MIDLAND, Texas -- When Robert Walls graduated from high school in 2000, he weighed 330 pounds.
Seven years later, he weighed 940.
"I was always a bigger guy, and I gradually started getting bigger," said Walls, who moved from Kansas to Midland last month to become kitchen manager at Riley's Bar & Grill. "I had issues just like any other big person did, but I never thought there was anything wrong with me. I was happy being 'Big Rob.' But as I started getting bigger and sicker, I started becoming more ashamed."
An aspiring chef, Walls had to leave culinary school because he was too sick. At his peak weight of nearly 960 pounds, he moved to Illinois to take up a graphic arts job.

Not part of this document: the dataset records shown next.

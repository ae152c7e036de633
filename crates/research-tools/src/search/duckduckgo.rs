//! DuckDuckGo Instant Answer backend (keyless)

use async_trait::async_trait;
use serde::Deserialize;

use super::{SearchBackend, http_client};
use crate::error::{ResearchError, Result};
use crate::model::SearchHit;

const DEFAULT_ENDPOINT: &str = "https://api.duckduckgo.com/";

pub struct DuckDuckGoBackend {
    client: reqwest::Client,
    endpoint: String,
}

impl DuckDuckGoBackend {
    pub fn new() -> Result<Self> {
        Self::with_endpoint(DEFAULT_ENDPOINT)
    }

    pub fn with_endpoint(endpoint: impl Into<String>) -> Result<Self> {
        Ok(Self {
            client: http_client()?,
            endpoint: endpoint.into(),
        })
    }
}

#[derive(Debug, Default, Deserialize)]
#[serde(default)]
struct InstantAnswer {
    #[serde(rename = "Heading")]
    heading: String,
    #[serde(rename = "AbstractText")]
    abstract_text: String,
    #[serde(rename = "AbstractURL")]
    abstract_url: String,
    #[serde(rename = "RelatedTopics")]
    related_topics: Vec<RelatedTopic>,
}

#[derive(Debug, Deserialize)]
#[serde(untagged)]
enum RelatedTopic {
    Result {
        #[serde(rename = "Text")]
        text: String,
        #[serde(rename = "FirstURL")]
        first_url: String,
    },
    Group {
        #[serde(rename = "Topics")]
        topics: Vec<RelatedTopic>,
    },
}

impl InstantAnswer {
    fn into_hits(self, limit: usize) -> Vec<SearchHit> {
        let mut hits = Vec::new();
        if !self.abstract_text.is_empty() {
            let title = if self.heading.is_empty() {
                "Summary".to_string()
            } else {
                self.heading
            };
            hits.push(SearchHit::new(title, self.abstract_text, self.abstract_url));
        }
        collect_topics(&self.related_topics, &mut hits, limit);
        hits.truncate(limit);
        hits
    }
}

fn collect_topics(topics: &[RelatedTopic], hits: &mut Vec<SearchHit>, limit: usize) {
    for topic in topics {
        if hits.len() >= limit {
            return;
        }
        match topic {
            RelatedTopic::Result { text, first_url } if !text.is_empty() && !first_url.is_empty() => {
                // Topic text reads "Title - description"
                let title = text.split(" - ").next().unwrap_or(text).trim();
                hits.push(SearchHit::new(title, text.as_str(), first_url.as_str()));
            }
            RelatedTopic::Result { .. } => {}
            RelatedTopic::Group { topics } => collect_topics(topics, hits, limit),
        }
    }
}

#[async_trait]
impl SearchBackend for DuckDuckGoBackend {
    async fn search(&self, query: &str, limit: usize) -> Result<Vec<SearchHit>> {
        tracing::debug!(target: "web_search", query, limit, "Performing DuckDuckGo search");

        let response = self
            .client
            .get(&self.endpoint)
            .query(&[("q", query), ("format", "json"), ("no_html", "1")])
            .send()
            .await
            .map_err(|e| {
                tracing::warn!(target: "web_search", error = %e, "DuckDuckGo request failed");
                ResearchError::SearchUnavailable(e.to_string())
            })?;

        let status = response.status();
        if !status.is_success() {
            tracing::warn!(target: "web_search", %status, "DuckDuckGo returned error");
            return Err(ResearchError::Search(format!("DuckDuckGo returned status {status}")));
        }

        // The API answers with `application/x-javascript`
        let body = response.text().await?;
        let answer: InstantAnswer = serde_json::from_str(&body)
            .map_err(|e| ResearchError::Search(format!("Failed to parse search response: {e}")))?;

        Ok(answer.into_hits(limit))
    }

    fn name(&self) -> &str {
        "duckduckgo"
    }
}
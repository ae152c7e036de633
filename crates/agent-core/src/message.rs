//! Conversation Messages
//!
//! Standard message format and the append-only conversation history
//! used across the agent system.

use std::collections::HashMap;

use chrono::{DateTime, Utc};
use serde::{Deserialize, Serialize};

/// Role of a message sender
#[derive(Clone, Copy, Debug, PartialEq, Eq, Serialize, Deserialize)]
#[serde(rename_all = "lowercase")]
pub enum Role {
    /// System prompt/instructions
    System,
    /// User input
    User,
    /// Assistant (LLM) response
    Assistant,
    /// Tool result (injected as context)
    Tool,
}

impl std::fmt::Display for Role {
    fn fmt(&self, f: &mut std::fmt::Formatter<'_>) -> std::fmt::Result {
        match self {
            Role::System => write!(f, "system"),
            Role::User => write!(f, "user"),
            Role::Assistant => write!(f, "assistant"),
            Role::Tool => write!(f, "tool"),
        }
    }
}

/// A single message in a conversation
#[derive(Clone, Debug, Serialize, Deserialize)]
pub struct Message {
    /// Message role
    pub role: Role,

    /// Text content
    pub content: String,

    /// Timestamp
    #[serde(default = "Utc::now")]
    pub timestamp: DateTime<Utc>,

    /// Optional metadata
    #[serde(skip_serializing_if = "Option::is_none")]
    pub metadata: Option<MessageMetadata>,
}

/// Additional message metadata
#[derive(Clone, Debug, Default, Serialize, Deserialize)]
pub struct MessageMetadata {
    /// Tool call ID (for tool messages and the assistant turn that requested it)
    #[serde(skip_serializing_if = "Option::is_none")]
    pub tool_call_id: Option<String>,

    /// Tool that produced or was requested by this message
    #[serde(skip_serializing_if = "Option::is_none")]
    pub tool_name: Option<String>,

    /// Model that generated this (for assistant messages)
    #[serde(skip_serializing_if = "Option::is_none")]
    pub model: Option<String>,
}

impl Message {
    /// Create a new message
    pub fn new(role: Role, content: impl Into<String>) -> Self {
        Self {
            role,
            content: content.into(),
            timestamp: Utc::now(),
            metadata: None,
        }
    }

    /// Create a system message
    pub fn system(content: impl Into<String>) -> Self {
        Self::new(Role::System, content)
    }

    /// Create a user message
    pub fn user(content: impl Into<String>) -> Self {
        Self::new(Role::User, content)
    }

    /// Create an assistant message
    pub fn assistant(content: impl Into<String>) -> Self {
        Self::new(Role::Assistant, content)
    }

    /// Create a tool result message
    pub fn tool(
        content: impl Into<String>,
        tool_name: impl Into<String>,
        tool_call_id: Option<String>,
    ) -> Self {
        Self::new(Role::Tool, content).with_metadata(MessageMetadata {
            tool_call_id,
            tool_name: Some(tool_name.into()),
            ..Default::default()
        })
    }

    /// Attach metadata
    pub fn with_metadata(mut self, metadata: MessageMetadata) -> Self {
        self.metadata = Some(metadata);
        self
    }

    /// Name of the tool this message relates to, if any
    pub fn tool_name(&self) -> Option<&str> {
        self.metadata.as_ref()?.tool_name.as_deref()
    }

    /// Estimate token count (rough approximation)
    pub fn estimate_tokens(&self) -> u32 {
        // ~4 characters per token, +4 for role overhead
        u32::try_from(self.content.len() / 4).unwrap_or(u32::MAX).saturating_add(4)
    }
}

/// Conversation history for one session.
///
/// Messages can only be appended. Nothing removes or reorders an entry
/// once it is in, so positions are stable for the life of the session.
#[derive(Clone, Debug, Default, Serialize, Deserialize)]
pub struct Conversation {
    messages: Vec<Message>,

    /// Session-level research context (last strategy, analyzed documents, ...)
    #[serde(default)]
    context: HashMap<String, serde_json::Value>,
}

impl Conversation {
    pub fn new() -> Self {
        Self::default()
    }

    /// Append a message, returning its position in the history
    pub fn append(&mut self, message: Message) -> usize {
        self.messages.push(message);
        self.messages.len() - 1
    }

    /// Full ordered history
    pub fn history(&self) -> &[Message] {
        &self.messages
    }

    /// Get the last message
    pub fn last(&self) -> Option<&Message> {
        self.messages.last()
    }

    /// Most recent messages whose estimated size fits in `max_tokens`.
    ///
    /// Always includes at least the newest message. The history itself is
    /// left untouched.
    pub fn window(&self, max_tokens: u32) -> &[Message] {
        let mut used = 0u32;
        let mut start = self.messages.len();

        while start > 0 {
            let cost = self.messages[start - 1].estimate_tokens();
            if used.saturating_add(cost) > max_tokens && start < self.messages.len() {
                break;
            }
            used = used.saturating_add(cost);
            start -= 1;
        }

        &self.messages[start..]
    }

    /// Read the research context
    pub fn context(&self) -> &HashMap<String, serde_json::Value> {
        &self.context
    }

    /// Set a research context entry
    pub fn set_context(&mut self, key: impl Into<String>, value: serde_json::Value) {
        self.context.insert(key.into(), value);
    }

    /// Number of messages
    pub fn len(&self) -> usize {
        self.messages.len()
    }

    /// Check if empty
    pub fn is_empty(&self) -> bool {
        self.messages.is_empty()
    }
}

#[cfg(test)]
mod tests {
    use super::*;

    #[test]
    fn test_message_creation() {
        let msg = Message::user("Hello");
        assert_eq!(msg.role, Role::User);
        assert_eq!(msg.content, "Hello");

        let tool = Message::tool("42", "calculate", Some("call-1".into()));
        assert_eq!(tool.role, Role::Tool);
        assert_eq!(tool.tool_name(), Some("calculate"));
    }

    #[test]
    fn test_history_preserves_append_order() {
        let mut conv = Conversation::new();
        let contents: Vec<String> = (0..25).map(|i| format!("message {i}")).collect();

        for (i, content) in contents.iter().enumerate() {
            let msg = match i % 3 {
                0 => Message::user(content),
                1 => Message::assistant(content),
                _ => Message::tool(content, "save_note", None),
            };
            assert_eq!(conv.append(msg), i);
        }

        assert_eq!(conv.len(), contents.len());
        let seen: Vec<&str> = conv.history().iter().map(|m| m.content.as_str()).collect();
        assert_eq!(seen, contents.iter().map(String::as_str).collect::<Vec<_>>());
    }

    #[test]
    fn test_consecutive_tool_messages_allowed() {
        let mut conv = Conversation::new();
        conv.append(Message::user("Hi"));
        conv.append(Message::tool("one", "web_search", None));
        conv.append(Message::tool("two", "web_search", None));

        assert_eq!(conv.len(), 3);
        assert_eq!(conv.last().map(|m| m.role), Some(Role::Tool));
    }

    #[test]
    fn test_window_keeps_newest_without_mutating() {
        let mut conv = Conversation::new();
        for i in 0..10 {
            conv.append(Message::user("x".repeat(40 + i)));
        }

        let window = conv.window(30);
        assert!(!window.is_empty());
        assert!(window.len() < conv.len());
        assert_eq!(
            window.last().map(|m| m.content.clone()),
            conv.last().map(|m| m.content.clone())
        );
        assert_eq!(conv.len(), 10);

        assert_eq!(conv.window(u32::MAX).len(), 10);
    }

    #[test]
    fn test_context() {
        let mut conv = Conversation::new();
        conv.set_context("last_reasoning_type", serde_json::json!("react"));
        assert_eq!(
            conv.context().get("last_reasoning_type"),
            Some(&serde_json::json!("react"))
        );
    }
}
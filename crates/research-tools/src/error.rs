//! Error Types for Research Tools

use agent_core::AgentError;
use thiserror::Error;

pub type Result<T> = std::result::Result<T, ResearchError>;

#[derive(Error, Debug)]
pub enum ResearchError {
    #[error("Search error: {0}")]
    Search(String),

    #[error("Search backend unavailable: {0}")]
    SearchUnavailable(String),

    #[error("Note store error: {0}")]
    NoteStore(String),

    #[error("Unsupported document format: {0}")]
    UnsupportedFormat(String),

    #[error("Extraction error: {0}")]
    Extraction(String),

    #[error("Invalid input: {0}")]
    InvalidInput(String),

    #[error("Configuration error: {0}")]
    Config(String),

    #[error("IO error: {0}")]
    Io(#[from] std::io::Error),

    #[error("Network error: {0}")]
    Network(#[from] reqwest::Error),

    #[error("Serialization error: {0}")]
    Serialization(#[from] serde_json::Error),
}

impl From<ResearchError> for AgentError {
    fn from(err: ResearchError) -> Self {
        match err {
            ResearchError::UnsupportedFormat(_) | ResearchError::Extraction(_) => {
                AgentError::Extraction(err.to_string())
            }
            ResearchError::InvalidInput(msg) => AgentError::Validation(msg),
            ResearchError::Config(msg) => AgentError::Config(msg),
            ResearchError::Io(e) => AgentError::Io(e),
            ResearchError::Serialization(e) => AgentError::Json(e),
            other => AgentError::ToolExecution(other.to_string()),
        }
    }
}

#[cfg(test)]
mod tests {
    use super::*;

    #[test]
    fn test_conversion_keeps_error_kind() {
        let err: AgentError = ResearchError::Extraction("empty".into()).into();
        assert!(matches!(err, AgentError::Extraction(_)));

        let err: AgentError = ResearchError::Search("HTTP 500".into()).into();
        assert!(matches!(err, AgentError::ToolExecution(msg) if msg.contains("HTTP 500")));

        let err: AgentError = ResearchError::InvalidInput("blank title".into()).into();
        assert!(matches!(err, AgentError::Validation(_)));
    }
}
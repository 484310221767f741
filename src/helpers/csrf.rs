//! Cross-site request forgery protection.
//!
//! Each session is issued a random seed on first contact. The token forms
//! must submit is `sign(seed, secret)`: it is never stored, only recomputed
//! and published on the request's scratch flags for templates to embed.
//!
//! `sign` hashes `seed || secret` with SHA-1. That is plain concatenation,
//! not an HMAC; it is kept so tokens stay compatible with existing clients.

use rand::RngCore;
use sha1::{Digest, Sha1};
use subtle::ConstantTimeEq;
use tracing::warn;

use crate::controller::Controller;
use crate::error::ControllerError;
use crate::transport::Payload;

/// Parameter name used when none is configured.
pub const DEFAULT_PARAM: &str = "authenticity_token";

/// Only this method is verified; every other method passes unchecked.
const MUTATING_METHOD: &str = "POST";

const SEED_BYTES: usize = 16;

fn bytes_to_hex(bytes: &[u8]) -> String {
    bytes.iter().map(|b| format!("{:02x}", b)).collect()
}

/// Hex SHA-1 of the seed followed by the secret.
pub fn sign(seed: &str, secret: &str) -> String {
    let mut hasher = Sha1::new();
    hasher.update(seed.as_bytes());
    hasher.update(secret.as_bytes());
    bytes_to_hex(&hasher.finalize())
}

/// A fresh random session seed.
pub fn generate_seed() -> String {
    let mut seed = [0u8; SEED_BYTES];
    rand::thread_rng().fill_bytes(&mut seed);
    bytes_to_hex(&seed)
}

/// Constant-time token comparison.
pub fn tokens_match(submitted: &str, expected: &str) -> bool {
    submitted.as_bytes().ct_eq(expected.as_bytes()).into()
}

/// Package [`Controller::protect_from_forgery`] as a before-filter.
pub fn filter(
    secret: impl Into<String>,
    param_name: Option<&str>,
) -> impl Fn(&mut Controller<'_>) -> Result<(), ControllerError> + Send + Sync + 'static {
    let secret = secret.into();
    let param_name = param_name.map(str::to_string);
    move |controller| controller.protect_from_forgery(&secret, param_name.as_deref())
}

enum Verdict {
    Advance,
    Reject,
}

impl<'a> Controller<'a> {
    /// Verify the request's CSRF token, issuing a seed on first contact.
    ///
    /// Requests without a session and non-POST requests always advance. A
    /// POST against an established seed must carry `param_name` equal to the
    /// current token, otherwise the response becomes a 403 and the chain
    /// stops here.
    pub fn protect_from_forgery(
        &mut self,
        secret: &str,
        param_name: Option<&str>,
    ) -> Result<(), ControllerError> {
        let param_name = param_name.unwrap_or(DEFAULT_PARAM);
        let request = self.request_mut()?;

        let verdict = match request.session.as_mut() {
            None => Verdict::Advance,
            Some(session) => match session.csrf_seed() {
                None => {
                    let seed = generate_seed();
                    session.set_csrf_seed(seed.as_str());
                    request.scratch.csrf_param = Some(param_name.to_string());
                    request.scratch.csrf_token = Some(sign(&seed, secret));
                    Verdict::Advance
                }
                Some(seed) => {
                    let token = sign(&seed, secret);
                    let verdict = if request.original_method != MUTATING_METHOD {
                        Verdict::Advance
                    } else {
                        match request.param_str(param_name) {
                            Some(submitted) if tokens_match(submitted, &token) => {
                                Verdict::Advance
                            }
                            _ => Verdict::Reject,
                        }
                    };
                    request.scratch.csrf_param = Some(param_name.to_string());
                    request.scratch.csrf_token = Some(token);
                    verdict
                }
            },
        };

        match verdict {
            Verdict::Advance => {
                self.next();
                Ok(())
            }
            Verdict::Reject => {
                warn!(
                    controller = %self.controller_name(),
                    path = %self.request()?.path,
                    "Incorrect authenticity token"
                );
                self.send(Payload::Status(403))
            }
        }
    }

    /// Whether a CSRF token was published for this request.
    pub fn protected_from_forgery(&self) -> bool {
        self.request()
            .map(|req| req.scratch.csrf_token.is_some() && req.scratch.csrf_param.is_some())
            .unwrap_or(false)
    }
}
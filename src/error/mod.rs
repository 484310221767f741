//! Error types for the controller runtime.

use crate::span::Span;
use thiserror::Error;

/// Accessor reads against a controller whose context has not been bound yet.
#[derive(Debug, Clone, PartialEq, Eq, Error)]
pub enum ContextError {
    #[error("Context not bound: '{0}' was read before the controller received a request")]
    Unbound(&'static str),
}

impl ContextError {
    pub fn unbound(field: &'static str) -> Self {
        Self::Unbound(field)
    }
}

/// Action-script lexer errors.
#[derive(Debug, Error)]
pub enum LexerError {
    #[error("Unexpected character '{0}' at {1}")]
    UnexpectedChar(char, Span),

    #[error("Unterminated string at {0}")]
    UnterminatedString(Span),

    #[error("Invalid escape sequence '\\{0}' at {1}")]
    InvalidEscape(char, Span),

    #[error("Invalid number '{0}' at {1}")]
    InvalidNumber(String, Span),
}

impl LexerError {
    pub fn unexpected_char(c: char, span: Span) -> Self {
        Self::UnexpectedChar(c, span)
    }

    pub fn unterminated_string(span: Span) -> Self {
        Self::UnterminatedString(span)
    }

    pub fn invalid_escape(c: char, span: Span) -> Self {
        Self::InvalidEscape(c, span)
    }

    pub fn invalid_number(s: String, span: Span) -> Self {
        Self::InvalidNumber(s, span)
    }

    pub fn span(&self) -> Span {
        match self {
            Self::UnexpectedChar(_, span) => *span,
            Self::UnterminatedString(span) => *span,
            Self::InvalidEscape(_, span) => *span,
            Self::InvalidNumber(_, span) => *span,
        }
    }
}

/// Action-script parser errors.
#[derive(Debug, Error)]
pub enum ParserError {
    #[error("Unexpected token '{found}', expected {expected} at {span}")]
    UnexpectedToken {
        expected: String,
        found: String,
        span: Span,
    },

    #[error("Unexpected end of script at {0}")]
    UnexpectedEof(Span),

    #[error("Invalid assignment target at {0}")]
    InvalidAssignmentTarget(Span),
}

impl ParserError {
    pub fn unexpected_token(
        expected: impl Into<String>,
        found: impl Into<String>,
        span: Span,
    ) -> Self {
        Self::UnexpectedToken {
            expected: expected.into(),
            found: found.into(),
            span,
        }
    }

    pub fn unexpected_eof(span: Span) -> Self {
        Self::UnexpectedEof(span)
    }

    pub fn invalid_assignment_target(span: Span) -> Self {
        Self::InvalidAssignmentTarget(span)
    }

    pub fn span(&self) -> Span {
        match self {
            Self::UnexpectedToken { span, .. } => *span,
            Self::UnexpectedEof(span) => *span,
            Self::InvalidAssignmentTarget(span) => *span,
        }
    }
}

/// Errors raised while an action script runs.
#[derive(Debug, Error)]
pub enum RuntimeError {
    #[error("Undefined variable '{0}' at {1}")]
    UndefinedVariable(String, Span),

    #[error("Undefined function '{0}' at {1}")]
    UndefinedFunction(String, Span),

    #[error("Wrong number of arguments to {function}(): expected {expected}, got {got} at {span}")]
    WrongArity {
        function: String,
        expected: String,
        got: usize,
        span: Span,
    },

    #[error("Type error: {message} at {span}")]
    TypeError { message: String, span: Span },

    #[error("{function}() failed at {span}: {source}")]
    Host {
        function: String,
        span: Span,
        #[source]
        source: Box<ControllerError>,
    },
}

impl RuntimeError {
    pub fn undefined_variable(name: impl Into<String>, span: Span) -> Self {
        Self::UndefinedVariable(name.into(), span)
    }

    pub fn undefined_function(name: impl Into<String>, span: Span) -> Self {
        Self::UndefinedFunction(name.into(), span)
    }

    pub fn wrong_arity(
        function: impl Into<String>,
        expected: impl Into<String>,
        got: usize,
        span: Span,
    ) -> Self {
        Self::WrongArity {
            function: function.into(),
            expected: expected.into(),
            got,
            span,
        }
    }

    pub fn type_error(message: impl Into<String>, span: Span) -> Self {
        Self::TypeError {
            message: message.into(),
            span,
        }
    }

    pub fn host(function: impl Into<String>, span: Span, source: ControllerError) -> Self {
        Self::Host {
            function: function.into(),
            span,
            source: Box::new(source),
        }
    }

    pub fn span(&self) -> Span {
        match self {
            Self::UndefinedVariable(_, span) => *span,
            Self::UndefinedFunction(_, span) => *span,
            Self::WrongArity { span, .. } => *span,
            Self::TypeError { span, .. } => *span,
            Self::Host { span, .. } => *span,
        }
    }
}

/// A unified error type for every action-script phase.
#[derive(Debug, Error)]
pub enum ScriptError {
    #[error("Lexer error: {0}")]
    Lexer(#[from] LexerError),

    #[error("Parser error: {0}")]
    Parser(#[from] ParserError),

    #[error("Runtime error: {0}")]
    Runtime(#[from] RuntimeError),
}

impl ScriptError {
    pub fn span(&self) -> Span {
        match self {
            Self::Lexer(e) => e.span(),
            Self::Parser(e) => e.span(),
            Self::Runtime(e) => e.span(),
        }
    }
}

/// Errors surfaced by controllers, filters and helpers.
#[derive(Debug, Error)]
pub enum ControllerError {
    #[error(transparent)]
    Context(#[from] ContextError),

    #[error("Script error: {0}")]
    Script(#[from] ScriptError),

    #[error("Action '{action}' not found in controller '{controller}'")]
    UnknownAction { controller: String, action: String },

    #[error("Controller '{0}' is not registered")]
    UnknownController(String),

    #[error("Extension '{0}' is not registered")]
    UnknownExtension(String),

    #[error("Controller '{0}' has no renderer configured")]
    NoRenderer(String),

    #[error("Failed to render '{template}': {message}")]
    Render { template: String, message: String },

    #[error("{0}")]
    Message(String),
}

impl ControllerError {
    pub fn msg(message: impl Into<String>) -> Self {
        Self::Message(message.into())
    }

    pub fn unknown_action(controller: impl Into<String>, action: impl Into<String>) -> Self {
        Self::UnknownAction {
            controller: controller.into(),
            action: action.into(),
        }
    }
}

/// Errors from the HTTP adapter and its configuration.
#[derive(Debug, Error)]
pub enum ServeError {
    #[error("IO error: {0}")]
    Io(#[from] std::io::Error),

    #[error("HTTP error: {0}")]
    Hyper(#[from] hyper::Error),

    #[error("Invalid request body: {0}")]
    InvalidBody(String),

    #[error("Invalid configuration value for {key}: {message}")]
    Config { key: String, message: String },
}

impl ServeError {
    pub fn config(key: impl Into<String>, message: impl Into<String>) -> Self {
        Self::Config {
            key: key.into(),
            message: message.into(),
        }
    }
}

#[cfg(test)]
mod tests {
    use super::*;

    #[test]
    fn test_unbound_message_names_field() {
        let err = ContextError::unbound("params");
        assert!(err.to_string().contains("'params'"));
    }

    #[test]
    fn test_host_error_keeps_source() {
        let err = RuntimeError::host(
            "render",
            Span::new(0, 6, 1, 1),
            ControllerError::NoRenderer("posts".into()),
        );
        let source = std::error::Error::source(&err).map(|s| s.to_string());
        assert_eq!(
            source.as_deref(),
            Some("Controller 'posts' has no renderer configured")
        );
        assert_eq!(err.span().line, 1);
    }

    #[test]
    fn test_script_error_span_passthrough() {
        let err: ScriptError = LexerError::unexpected_char('@', Span::new(3, 4, 2, 5)).into();
        assert_eq!(err.span(), Span::new(3, 4, 2, 5));
    }
}
//! Action scripts.
//!
//! An action can be registered as a short script instead of a Rust closure:
//!
//! ```text
//! items = [];
//! flash("info", "Loaded");
//! render();
//! ```
//!
//! Scripts call a fixed set of host functions without a receiver
//! ([`HOST_FUNCTIONS`]); any other call resolves against the controller's
//! extension snapshot. Bare identifiers read script locals first, then the
//! bound `params`, `session`, `body`, `action_name` and `controller_name`.
//! Assignments write `Controller::locals`, which `render` hands to the
//! template.
//!
//! Host functions act on the real controller, so this is a convenience
//! layer, not an isolation boundary for untrusted code.

pub mod ast;
mod eval;
pub mod parser;
pub mod scanner;
pub mod token;

use serde_json::Value as JsonValue;

pub use ast::Program;
pub use eval::HOST_FUNCTIONS;

use crate::controller::Controller;
use crate::error::ScriptError;
use eval::Evaluator;
use parser::Parser;
use scanner::Scanner;

/// Scan and parse `source`.
pub fn parse(source: &str) -> Result<Program, ScriptError> {
    let tokens = Scanner::new(source).scan_tokens()?;
    Ok(Parser::new(tokens).parse()?)
}

impl<'a> Controller<'a> {
    /// Parse and run `source` against this instance.
    ///
    /// Lexer, parser and runtime errors are returned as-is; attributing them
    /// to an action is up to the caller.
    pub fn evaluate(&mut self, source: &str) -> Result<JsonValue, ScriptError> {
        let program = parse(source)?;
        self.run_program(&program)
    }

    /// Run an already parsed script. Returns the last statement's value.
    pub fn run_program(&mut self, program: &Program) -> Result<JsonValue, ScriptError> {
        Ok(Evaluator::new(self).run(program)?)
    }
}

"The job didn't work out ? it got to a point where I couldn't physically handle the job," he told the Midland Reporter-Telegram (http://bit.ly/19c2uCI). "I didn't have any family where I was. Before you know it, I found myself homeless."
Walls attempted different diets and weight-loss plans, but the pounds never stayed off.
"I would see 'TV weight loss' this or 'this diet' that," he said. "I was trying all this different stuff. I lost a couple hundred pounds from different diets, but even then, I couldn't sustain it. I would lose 200 pounds and then gain 50."
Eventually, Walls ended up in the hospital, where they made the decision to admit him to a nursing home.
"I couldn't go out and work. I couldn't stand on my feet 10 hours a day," he said. "It was like being in prison ? not being able to do anything for yourself."
Walls was in and out of nursing homes for a few years, a time he described as "very, very lonely."
"I spent a lot of time in those nursing homes by myself, staring at the walls, online chatting, doing graphic design work, even online dating," he said. "I was very standoffish with family and friends. I would go months, sometimes years, without talking to family. I would never visit family and friends because I was so ashamed. I went from being a very rah-rah, outgoing, front-of-the-crowd person to being more withdrawn."
But there was an upside to all the loneliness. Though he was stuck in hospital and nursing home beds, Walls decided to continue his education. He obtained a bachelor's degree in hotel restaurant management and degrees in culinary arts and graphic design.
Then, he met two people who he said saved his life.
Ron Goodman and Paige Whitney were both nurses at Walls' nursing home, and they introduced him to the gastric bypass surgery.
"They were telling me how they felt I was too young to be in a nursing home," Walls said. "I was 27, and I was seeing people die every day. I would go to breakfast with a lady who's 75 or 80 years old and have a conversation with her, and then I would go look for her at lunch ? and she'd be gone. I was living in a place where people go to die."
Walls was approved for the gastric bypass surgery, a procedure that divides the stomach and leads to a smaller functional stomach volume. When accompanied with diet and exercise, patients lose a large amount of weight over time.
Dr. Subhash Nagalla, a bariatric surgeon at Odessa Regional Medical Center, said people with a body mass index (BMI) over 40, or over 35 with life-threatening conditions, qualify for the gastric bypass surgery. A normal BMI is between 18.5 and 24.9.
First, Walls had to lose more than 100 pounds to prepare for the surgery. When he underwent the five-hour operation in September 2008, he weighed 844 pounds.